Jeff HornHunting Stories & Adventures

By:  Jeff Horn.

Perhaps man has an innate desire to answer the most profound questions of our time. “Who killed Kennedy? “Are we alone?”  And, “How the blooming did I miss that grouse?” These questions seem to entangle us with an unending thought often leading to a conclusion:  There are questions we will never understand!

Nevertheless, each year around mid-summer our hearts begin to draw attention to the fact that grouse season in MI is not far off. Being from a rural area in Eastern KY, where once grouse was plentiful but now they are not, it is with great effort that a few of us travel 650 miles North to the grouse woods of mi. Our hunts last generally three days, but this year it was four. “That was all the dogs could take”! We understood what the dogs were feeling when we would stop at a rest area on our way back home.

 

Giving ourselves and the dogs a troubled-walk, hoping that a member of PETA was not also at the same rest area.

The drive north is at times a sight to behold. From Gaylord to the bridge in the late evening, when the sun is casting light upon the fall colored leaves on the trees located on the rolling landscape the ancient glaciers sculped, can cause an unbeliever question. As we cross “The Bridge” wind whips the water in the strait into a frenzy, making little whitecaps as darkness is not far off. The excitement builds!

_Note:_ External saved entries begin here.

//! Main axum routers.
//!
//! Proxy listener:
//! - `/healthz`, `/readiness`         - upstream health hook, any method, no auth
//! - everything else                   - configured gate, then upstream
//!
//! Metrics listener (optional):
//! - `GET /metrics`                    - Prometheus metrics

use std::sync::Arc;

use axum::{
    body::Body,
    extract::{Request, State},
    http::{header, StatusCode},
    response::{IntoResponse, Response},
    routing::{any, get},
    Router,
};
use tracing::{error, instrument, warn};

use crate::health::HealthCheck;
use crate::metrics::MetricsRegistry;

use super::basic::BasicGate;
use super::html::HtmlGate;

// ---------------------------------------------------------------------------
// State
// ---------------------------------------------------------------------------

/// Front-end protocol selected at startup.
pub enum Gate {
    Basic(BasicGate),
    Html(HtmlGate),
}

impl Gate {
    pub async fn handle(&self, request: Request) -> Result<Response, AppError> {
        match self {
            Gate::Basic(gate) => gate.handle(request).await,
            Gate::Html(gate) => gate.handle(request).await,
        }
    }
}

pub struct AppState {
    pub gate: Gate,
    pub health: HealthCheck,
}

// ---------------------------------------------------------------------------
// Router
// ---------------------------------------------------------------------------

/// Build the proxy [`Router`]: health routes plus the gated fallback.
pub fn create_router(state: Arc<AppState>) -> Router {
    Router::new()
        .route("/healthz", any(handle_health))
        .route("/readiness", any(handle_health))
        .fallback(handle_gated)
        .with_state(state)
}

/// Build the metrics [`Router`], served on its own listener.
pub fn create_metrics_router(metrics: MetricsRegistry) -> Router {
    Router::new()
        .route("/metrics", get(handle_metrics))
        .with_state(metrics)
}

// ---------------------------------------------------------------------------
// Handlers
// ---------------------------------------------------------------------------

#[instrument(skip_all, fields(method = %request.method(), path = %request.uri().path()))]
async fn handle_gated(State(state): State<Arc<AppState>>, request: Request) -> Response {
    state.gate.handle(request).await.into_response()
}

/// `/healthz`, `/readiness`
async fn handle_health(State(state): State<Arc<AppState>>) -> Response {
    match state.health.check().await {
        Ok(()) => (StatusCode::OK, "ok").into_response(),
        Err(e) => {
            warn!(error = %format!("{e:#}"), "health check failed");
            (StatusCode::INTERNAL_SERVER_ERROR, "check failed").into_response()
        }
    }
}

/// `GET /metrics`
async fn handle_metrics(State(metrics): State<MetricsRegistry>) -> Result<Response, AppError> {
    let body = metrics.encode()?;
    Ok((
        StatusCode::OK,
        [(
            header::CONTENT_TYPE,
            "application/openmetrics-text; version=1.0.0; charset=utf-8",
        )],
        body,
    )
        .into_response())
}

// ---------------------------------------------------------------------------
// Error type
// ---------------------------------------------------------------------------

/// Application-level error type that maps cleanly to HTTP responses.
#[derive(Debug)]
pub enum AppError {
    /// The caller is not authenticated or not authorised.
    Unauthorized { realm: String },
    /// An unexpected internal error.  Details are logged, never returned.
    Internal(anyhow::Error),
}

impl IntoResponse for AppError {
    fn into_response(self) -> Response {
        match self {
            AppError::Unauthorized { realm } => {
                let challenge = format!("Basic realm=\"{}\"", realm.replace('"', "\\\""));
                Response::builder()
                    .status(StatusCode::UNAUTHORIZED)
                    .header(header::WWW_AUTHENTICATE, challenge)
                    .body(Body::empty())
                    .unwrap_or_else(|_| StatusCode::UNAUTHORIZED.into_response())
            }
            AppError::Internal(err) => {
                error!(error = %format!("{err:#}"), "internal server error");
                StatusCode::INTERNAL_SERVER_ERROR.into_response()
            }
        }
    }
}

impl From<anyhow::Error> for AppError {
    fn from(err: anyhow::Error) -> Self {
        AppError::Internal(err)
    }
}
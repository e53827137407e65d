//! HTTP layer.
//!
//! The router in [`handler`] sends `/healthz` and `/readiness` to the health
//! hook and everything else through the configured gate ([`basic`] or
//! [`html`]).  A gate that authorizes a request hands it to
//! [`forward::ForwardHandler`].

pub mod basic;
pub mod forward;
pub mod handler;
pub mod html;

#[cfg(test)]
mod testing;

use anyhow::Result;
use axum::http::{HeaderMap, HeaderName, HeaderValue};
use tracing::{debug, warn};

use crate::auth::credential::{Credential, Username};
use crate::auth::Verifier;
use crate::metrics::{MetricsRegistry, VerifyResult};

/// Header carrying the authenticated principal to the upstream.
pub const FORWARDED_USER: HeaderName = HeaderName::from_static("x-forwarded-user");

/// Run `verifier` and record the outcome.
pub(crate) async fn verify(
    verifier: &dyn Verifier,
    credential: &Credential,
    metrics: &MetricsRegistry,
) -> Result<bool> {
    let username = &credential.username;
    let result = verifier.verify(credential).await;
    match &result {
        Ok(true) => {
            metrics.metrics.record_verify(VerifyResult::Allowed);
            debug!(%username, "credential accepted");
        }
        Ok(false) => {
            metrics.metrics.record_verify(VerifyResult::Denied);
            debug!(%username, password_len = credential.password.len(), "credential denied");
        }
        Err(e) => {
            metrics.metrics.record_verify(VerifyResult::Error);
            warn!(%username, error = %format!("{e:#}"), "verifier unavailable");
        }
    }
    result
}

/// Replace any client-supplied principal header with `username`.
pub(crate) fn set_forwarded_user(headers: &mut HeaderMap, username: &Username) -> Result<()> {
    let value = HeaderValue::from_bytes(username.as_str().as_bytes())?;
    headers.insert(FORWARDED_USER, value);
    Ok(())
}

There are two ways we hunt grouse in MI. The first is we split into groups of two or three, take one dog and go our way. If the dog is a good grouse dog it will find the grouse, point the grouse, and if “we can hit it” will retrieve the grouse. Sometimes, under the best circumstance, “the dog has the grouse pointed and the hunters are on both sides of the grouse” grouse flushes, guns blazing to empty, grouse flies away unharmed. The hunters, the dog, ponder the moment!!

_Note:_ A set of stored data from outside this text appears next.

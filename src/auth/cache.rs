//! Positive-result verification cache.
//!
//! Remembers `username -> last good password` for a bounded time.  A hit
//! requires the presented password to equal the cached one exactly; denials
//! and backend errors never touch the cache.

use std::time::Duration;

use anyhow::Result;
use dashmap::DashMap;
use tokio::time::Instant;
use tracing::trace;

use crate::metrics::MetricsRegistry;

use super::credential::Credential;
use super::Verifier;

/// TTL applied when the configured value is zero.
pub const DEFAULT_TTL: Duration = Duration::from_secs(300);

struct CacheEntry {
    password: String,
    expires_at: Instant,
}

pub struct CachingVerifier {
    inner: Box<dyn Verifier>,
    ttl: Duration,
    entries: DashMap<String, CacheEntry>,
    metrics: MetricsRegistry,
}

impl CachingVerifier {
    pub fn new(inner: Box<dyn Verifier>, ttl: Duration, metrics: MetricsRegistry) -> Self {
        let ttl = if ttl.is_zero() { DEFAULT_TTL } else { ttl };
        Self {
            inner,
            ttl,
            entries: DashMap::new(),
            metrics,
        }
    }

    fn lookup(&self, credential: &Credential) -> bool {
        let username = credential.username.as_str();
        let now = Instant::now();

        // The shard read guard must be released before `remove_if` locks it.
        let expired = match self.entries.get(username) {
            Some(entry) if entry.expires_at > now => {
                return entry.password == credential.password.as_str();
            }
            Some(_) => true,
            None => false,
        };
        if expired {
            self.entries
                .remove_if(username, |_, entry| entry.expires_at <= now);
        }
        false
    }

    fn store(&self, credential: &Credential) {
        self.entries.insert(
            credential.username.as_str().to_string(),
            CacheEntry {
                password: credential.password.as_str().to_string(),
                expires_at: Instant::now() + self.ttl,
            },
        );
    }
}

#[async_trait::async_trait]
impl Verifier for CachingVerifier {
    async fn verify(&self, credential: &Credential) -> Result<bool> {
        if self.lookup(credential) {
            self.metrics.metrics.auth_cache_hits.inc();
            trace!(username = %credential.username, "auth cache hit");
            return Ok(true);
        }
        self.metrics.metrics.auth_cache_misses.inc();

        let ok = self.inner.verify(credential).await?;
        if ok {
            self.store(credential);
            trace!(username = %credential.username, ttl_secs = self.ttl.as_secs(), "auth cache set");
        }
        Ok(ok)
    }

    async fn shutdown(&self) {
        self.inner.shutdown().await;
    }
}

#[cfg(test)]
mod tests {
    use std::sync::atomic::{AtomicBool, AtomicUsize, Ordering};
    use std::sync::Arc;

    use super::*;

    /// Accepts `alice:secret`; counts calls.
    #[derive(Default)]
    struct CountingVerifier {
        calls: Arc<AtomicUsize>,
        fail: Arc<AtomicBool>,
    }

    #[async_trait::async_trait]
    impl Verifier for CountingVerifier {
        async fn verify(&self, credential: &Credential) -> Result<bool> {
            self.calls.fetch_add(1, Ordering::SeqCst);
            if self.fail.load(Ordering::SeqCst) {
                anyhow::bail!("backend down");
            }
            Ok(credential.username.as_str() == "alice" && credential.password.as_str() == "secret")
        }
    }

    fn caching(ttl: Duration) -> (CachingVerifier, Arc<AtomicUsize>, Arc<AtomicBool>) {
        let inner = CountingVerifier::default();
        let calls = Arc::clone(&inner.calls);
        let fail = Arc::clone(&inner.fail);
        let verifier = CachingVerifier::new(Box::new(inner), ttl, MetricsRegistry::new());
        (verifier, calls, fail)
    }

    #[tokio::test]
    async fn test_second_call_served_from_cache() {
        let (verifier, calls, _) = caching(Duration::from_secs(60));
        let cred = Credential::new("alice", "secret");

        assert!(verifier.verify(&cred).await.unwrap());
        assert_eq!(calls.load(Ordering::SeqCst), 1);
        assert!(verifier.verify(&cred).await.unwrap());
        assert_eq!(calls.load(Ordering::SeqCst), 1);
        assert_eq!(verifier.metrics.metrics.auth_cache_hits.get(), 1);
    }

    #[tokio::test]
    async fn test_different_password_calls_backend() {
        let (verifier, calls, _) = caching(Duration::from_secs(60));

        assert!(verifier.verify(&Credential::new("alice", "secret")).await.unwrap());
        assert!(!verifier.verify(&Credential::new("alice", "guess")).await.unwrap());
        assert_eq!(calls.load(Ordering::SeqCst), 2);

        // A failed attempt must not evict the good entry.
        assert!(verifier.verify(&Credential::new("alice", "secret")).await.unwrap());
        assert_eq!(calls.load(Ordering::SeqCst), 2);
    }

    #[tokio::test]
    async fn test_denials_not_cached() {
        let (verifier, calls, _) = caching(Duration::from_secs(60));
        let cred = Credential::new("mallory", "x");

        assert!(!verifier.verify(&cred).await.unwrap());
        assert!(!verifier.verify(&cred).await.unwrap());
        assert_eq!(calls.load(Ordering::SeqCst), 2);
    }

    #[tokio::test]
    async fn test_errors_propagate_and_not_cached() {
        let (verifier, calls, fail) = caching(Duration::from_secs(60));
        let cred = Credential::new("alice", "secret");

        fail.store(true, Ordering::SeqCst);
        assert!(verifier.verify(&cred).await.is_err());

        fail.store(false, Ordering::SeqCst);
        assert!(verifier.verify(&cred).await.unwrap());
        assert_eq!(calls.load(Ordering::SeqCst), 2);
    }

    #[tokio::test(start_paused = true)]
    async fn test_expiry_calls_backend_again() {
        let (verifier, calls, _) = caching(Duration::from_secs(60));
        let cred = Credential::new("alice", "secret");

        assert!(verifier.verify(&cred).await.unwrap());
        tokio::time::advance(Duration::from_secs(59)).await;
        assert!(verifier.verify(&cred).await.unwrap());
        assert_eq!(calls.load(Ordering::SeqCst), 1);

        tokio::time::advance(Duration::from_secs(2)).await;
        assert!(verifier.verify(&cred).await.unwrap());
        assert_eq!(calls.load(Ordering::SeqCst), 2);
    }

    #[tokio::test(start_paused = true)]
    async fn test_backend_failure_after_expiry_is_not_masked() {
        let (verifier, _, fail) = caching(Duration::from_secs(10));
        let cred = Credential::new("alice", "secret");

        assert!(verifier.verify(&cred).await.unwrap());
        tokio::time::advance(Duration::from_secs(11)).await;
        fail.store(true, Ordering::SeqCst);
        assert!(verifier.verify(&cred).await.is_err());
    }

    #[test]
    fn test_zero_ttl_uses_default() {
        let (verifier, _, _) = caching(Duration::ZERO);
        assert_eq!(verifier.ttl, DEFAULT_TTL);
    }
}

The second way we hunt grouse in MI is to find a clear-cut, take two dogs, four or five hunters. Spread out through the clear-cut with someone on each edge. Let the dogs be the guides through. When the dog points the hunters closest to the dog tries their luck at it. Very exciting at times!!

A game warden stopped us once and ask, “do you all go into the woods with these dogs”? When we informed him “yes”, he said that we were a dying bread. “Most people” he said, “just hunt the roads”. I hope he didn’t think we would pass up a grouse on the road! It is difficult to be a purest, meaning, the only time one should kill a grouse is from the point of a dog, when we have traveled 650 miles to hunt grouse. We don’t kill the grouse to throw them over the hill. We kill them to eat them. Thus: a grouse is a grouse is a grouse!

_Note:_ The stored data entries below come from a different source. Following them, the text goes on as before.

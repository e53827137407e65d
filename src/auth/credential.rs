//! Credential value types.
//!
//! A [`Credential`] is built per request from a `Basic` header, a session
//! cookie or a login form, and dropped once the verifier has answered.  The
//! [`AuthToken`] is its reversible `username:password` encoding, used as the
//! session cookie payload and as the identity-service request token.

use std::fmt;

use anyhow::{bail, Context, Result};
use axum::http::{header, HeaderMap};
use base64::engine::general_purpose::STANDARD;
use base64::Engine;

const TOKEN_SEPARATOR: char = ':';

// ---------------------------------------------------------------------------
// Username / Password
// ---------------------------------------------------------------------------

#[derive(Debug, Clone, PartialEq, Eq, Hash)]
pub struct Username(String);

impl Username {
    pub fn as_str(&self) -> &str {
        &self.0
    }
}

impl fmt::Display for Username {
    fn fmt(&self, f: &mut fmt::Formatter<'_>) -> fmt::Result {
        f.write_str(&self.0)
    }
}

/// A presented password.  `Debug` never prints the value.
#[derive(Clone, PartialEq, Eq)]
pub struct Password(String);

impl Password {
    pub fn as_str(&self) -> &str {
        &self.0
    }

    pub fn len(&self) -> usize {
        self.0.len()
    }
}

impl fmt::Debug for Password {
    fn fmt(&self, f: &mut fmt::Formatter<'_>) -> fmt::Result {
        write!(f, "Password(len={})", self.0.len())
    }
}

// ---------------------------------------------------------------------------
// Credential
// ---------------------------------------------------------------------------

#[derive(Debug, Clone, PartialEq, Eq)]
pub struct Credential {
    pub username: Username,
    pub password: Password,
}

impl Credential {
    pub fn new(username: impl Into<String>, password: impl Into<String>) -> Self {
        Self {
            username: Username(username.into()),
            password: Password(password.into()),
        }
    }

    /// Parse an `Authorization: Basic <base64(user:pass)>` header.
    pub fn from_authorization_header(headers: &HeaderMap) -> Result<Self> {
        let value = headers
            .get(header::AUTHORIZATION)
            .context("missing Authorization header")?
            .to_str()
            .context("Authorization header is not visible ASCII")?;

        let (scheme, encoded) = value
            .split_once(' ')
            .context("malformed Authorization header")?;
        if !scheme.eq_ignore_ascii_case("basic") {
            bail!("unsupported authorization scheme: {scheme}");
        }

        let decoded = STANDARD
            .decode(encoded.trim())
            .context("Authorization header is not valid base64")?;
        let decoded = String::from_utf8(decoded).context("Authorization header is not UTF-8")?;

        AuthToken(decoded).parse()
    }

    pub fn token(&self) -> AuthToken {
        AuthToken(format!(
            "{}{TOKEN_SEPARATOR}{}",
            self.username.as_str(),
            self.password.as_str()
        ))
    }
}

// ---------------------------------------------------------------------------
// AuthToken
// ---------------------------------------------------------------------------

/// `username:password`.
///
/// Parsing splits at the first separator, so passwords may contain `:` but
/// a username containing `:` does not survive a round trip.
#[derive(Clone, PartialEq, Eq)]
pub struct AuthToken(String);

impl AuthToken {
    pub fn new(raw: impl Into<String>) -> Self {
        Self(raw.into())
    }

    pub fn as_str(&self) -> &str {
        &self.0
    }

    pub fn parse(&self) -> Result<Credential> {
        let (username, password) = self
            .0
            .split_once(TOKEN_SEPARATOR)
            .context("auth token has no separator")?;
        Ok(Credential::new(username, password))
    }
}

impl fmt::Debug for AuthToken {
    fn fmt(&self, f: &mut fmt::Formatter<'_>) -> fmt::Result {
        write!(f, "AuthToken(len={})", self.0.len())
    }
}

Our group of hunters have been going to the U.P. on a yearly hunt since 2009. This was our 13th year and the hope, challenge, excitement has not diminished. we love the time of the year, Oct 6th – 11 this year (2 days to travel, 4 days to hunt). we enjoy the good people we meet who are always asking, “You doing any good”? The beauty of the woods and wildlife that seem to know that winter is around the corner. It is so sad for me to leave the U.P. knowing it will be soooo long before we can experience this again. Another question develops in my mind at this time, “Will I live long enough to be back?”  Another question I have not the answer to.